Milk and Cigarettes

Rambles about stuff I like.

HFF

The worst kind of home accident there can be is something wrong with the water heater.

That’s what my day has been about. And it hasn’t been fun so far.

Here’s the skinny: Get up, drink coffee for an hour, take a mighty dump, then go to the gym. Fine. Have a good workout. Get back from the gym. Shovel. Fine, now it’s time to shower.

Shower starts off… not great. The handle’s turned WAY to the side, but the water’s not very hot. Oh well, hop in. Water’s just about luke warm. Whatevs – let’s put in some shampoo. As I put in the shampoo, I turn the shower head to the side. So I don’t realize just how cold the water is getting. So I turn to the ol wash-poof, put some soap on that and lather up. Oooh, lots of lather, got to make sure I’m clean.
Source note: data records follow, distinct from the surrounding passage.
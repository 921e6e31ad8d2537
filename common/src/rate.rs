//! Exchange rates and rate snapshots.

use chrono::{DateTime, Utc};
use rust_decimal::Decimal;
use serde::{Deserialize, Serialize};
use std::collections::HashMap;

use crate::catalog::CurrencyCatalog;
use crate::currency::Currency;
use crate::error::{CommonError, CommonResult};

/// One unit of `base_currency` equals `rate` units of `target_currency`.
#[derive(Debug, Clone, PartialEq, Eq, Serialize, Deserialize)]
pub struct ExchangeRate {
    pub base_currency: Currency,
    pub target_currency: Currency,
    pub rate: Decimal,
}

impl ExchangeRate {
    /// Create a rate. Rates must be strictly positive.
    pub fn new(base_currency: Currency, target_currency: Currency, rate: Decimal) -> CommonResult<Self> {
        if rate <= Decimal::ZERO {
            return Err(CommonError::InvalidRate {
                code: target_currency.code.clone(),
                rate: rate.to_string(),
            });
        }
        Ok(Self {
            base_currency,
            target_currency,
            rate,
        })
    }
}

/// Wholesale rate mapping keyed by target currency code, all quoted against
/// the same base. Never mutated after construction; a refresh builds a new
/// snapshot.
#[derive(Debug, Clone, PartialEq, Eq, Serialize, Deserialize)]
pub struct RateSnapshot {
    base: Currency,
    rates: HashMap<String, ExchangeRate>,
    last_updated: Option<DateTime<Utc>>,
}

impl RateSnapshot {
    /// Build a snapshot from `(code, rate)` pairs.
    ///
    /// Codes unknown to the catalog and non-positive rates are skipped. On
    /// duplicate codes the last pair wins.
    pub fn from_rates<I, S>(
        base: Currency,
        rates: I,
        catalog: &CurrencyCatalog,
        last_updated: Option<DateTime<Utc>>,
    ) -> Self
    where
        I: IntoIterator<Item = (S, Decimal)>,
        S: AsRef<str>,
    {
        let mut map = HashMap::new();
        for (code, rate) in rates {
            let Some(target) = catalog.lookup(code.as_ref()) else {
                continue;
            };
            if let Ok(rate) = ExchangeRate::new(base.clone(), target, rate) {
                map.insert(rate.target_currency.code.clone(), rate);
            }
        }

        Self {
            base,
            rates: map,
            last_updated,
        }
    }

    /// The currency every rate is quoted against.
    pub fn base(&self) -> &Currency {
        &self.base
    }

    /// Units of `code` per one unit of the base currency, if known.
    pub fn rate(&self, code: &str) -> Option<Decimal> {
        self.rates.get(code).map(|r| r.rate)
    }

    /// When the provider last updated these rates.
    pub fn last_updated(&self) -> Option<DateTime<Utc>> {
        self.last_updated
    }

    pub fn len(&self) -> usize {
        self.rates.len()
    }

    pub fn is_empty(&self) -> bool {
        self.rates.is_empty()
    }

    pub fn iter(&self) -> impl Iterator<Item = &ExchangeRate> {
        self.rates.values()
    }
}
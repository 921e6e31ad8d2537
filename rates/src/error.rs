//! Rate feed and refresh job error types.

use thiserror::Error;

/// Errors that can occur while fetching, storing or publishing rates.
#[derive(Debug, Error)]
pub enum RatesError {
    /// Transport-level HTTP failure (connect, timeout, body read).
    #[error("HTTP error: {0}")]
    Http(#[from] reqwest::Error),

    /// Provider answered with a non-success status.
    #[error("Rate provider returned HTTP {0}")]
    HttpStatus(u16),

    /// Provider answered 2xx but reported a failure in the body.
    #[error("Rate provider error: {0}")]
    Provider(String),

    /// Response body is missing required fields.
    #[error("Malformed rate response: {0}")]
    MalformedResponse(String),

    /// Base currency is not in the catalog.
    #[error("Unknown base currency: {0}")]
    UnknownBase(String),

    /// Reading or writing the rate file failed.
    #[error("I/O error: {0}")]
    Io(#[from] std::io::Error),

    /// Encoding or decoding JSON failed.
    #[error("Serialization error: {0}")]
    Serialization(#[from] serde_json::Error),

    /// Invalid configuration.
    #[error("Configuration error: {0}")]
    Configuration(String),
}

impl RatesError {
    /// Whether the failure is transient and likely to clear by the next run.
    pub fn is_retryable(&self) -> bool {
        match self {
            RatesError::Http(_) | RatesError::Io(_) => true,
            RatesError::HttpStatus(status) => *status == 429 || *status >= 500,
            _ => false,
        }
    }
}

/// Result type for rate operations.
pub type RatesResult<T> = Result<T, RatesError>;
That’s when I reach out to test the water – it’s ice friggin cold. I’m unbelievably soapy, and now I’ve got to take a cold shower. Rough. I turn the shower head towards me, and the water hits my skin. It is crazy cold.

As fast I can, I run water through my hair, scrub my legs and arms free of soap – my fingers are feeling like they do when I go outside in the winter without gloves. I can feel my heart beating in my chest, as I frantically try and get the soap off me. My muscles are all tensed, I’m mouth breathing loudly as the icy water washes over me. It’s excruciating.

So that’s when I knew that something was wrong with the water heater. 

I head downstairs to the basement – oh crap, fucking flooded. Well, not entirely flooded, but all around the water heater is a bunch of water on the floor. But in between me and the water heater is a pile of stuff. So now, I have to move the stuff that’s getting soaked onto dry land in order to get to the water heater. And I have to take off my shoes to do this. So I keep dipping my feet in dirty, freezing cold floor water as I carry stuff from the flooded part of the basement to the part that doesn’t have water on the floor.

Christ. Now I call the energy company, and so the plumber will be here between 1:00 and 5:00. So all those errands I was going to do this afternoon, well that’s gone. Oh, and I get to pay handsomely to have this plumber come by and tighten a valve, or whatever the problem is.

Happy fucking Friday!

Christ. Oh well, at least I can sleep in tomorrow morning, and the plumber will be here today instead of next week. I should look on the bright side, at least the whole tank didn’t drain and ruin the entire basement. There’s a million other scenarios that could’ve been way, way worse than what I have to deal with.

But what I have to deal with is still pretty shitty.

Moving on – well, what else is going on? The Sens played last night, and got mercilessly beaten 6 to 1 by the Detroit Red Wings. We’ve got to play much, much better if we’re even going to make the playoffs. Hey, once we’re in the playoffs, anything can happen. But we’ve got to get to the playoffs first.

What else – ooh, I just started playing this awesome new game called Antichamber. In fact, I made a Let’s Play about it, which I’ll totally just embed into this post:

Sweet. It’s a mind-bending type of game. Ostensibly, the purpose is to reach the exit. But every level has got it’s own physical reality, and you have to maneuver through the levels to get to the exit. But maneuver isn’t the right word, because each level has “traps” – not traps that can kill you, but traps which send you in the wrong direction.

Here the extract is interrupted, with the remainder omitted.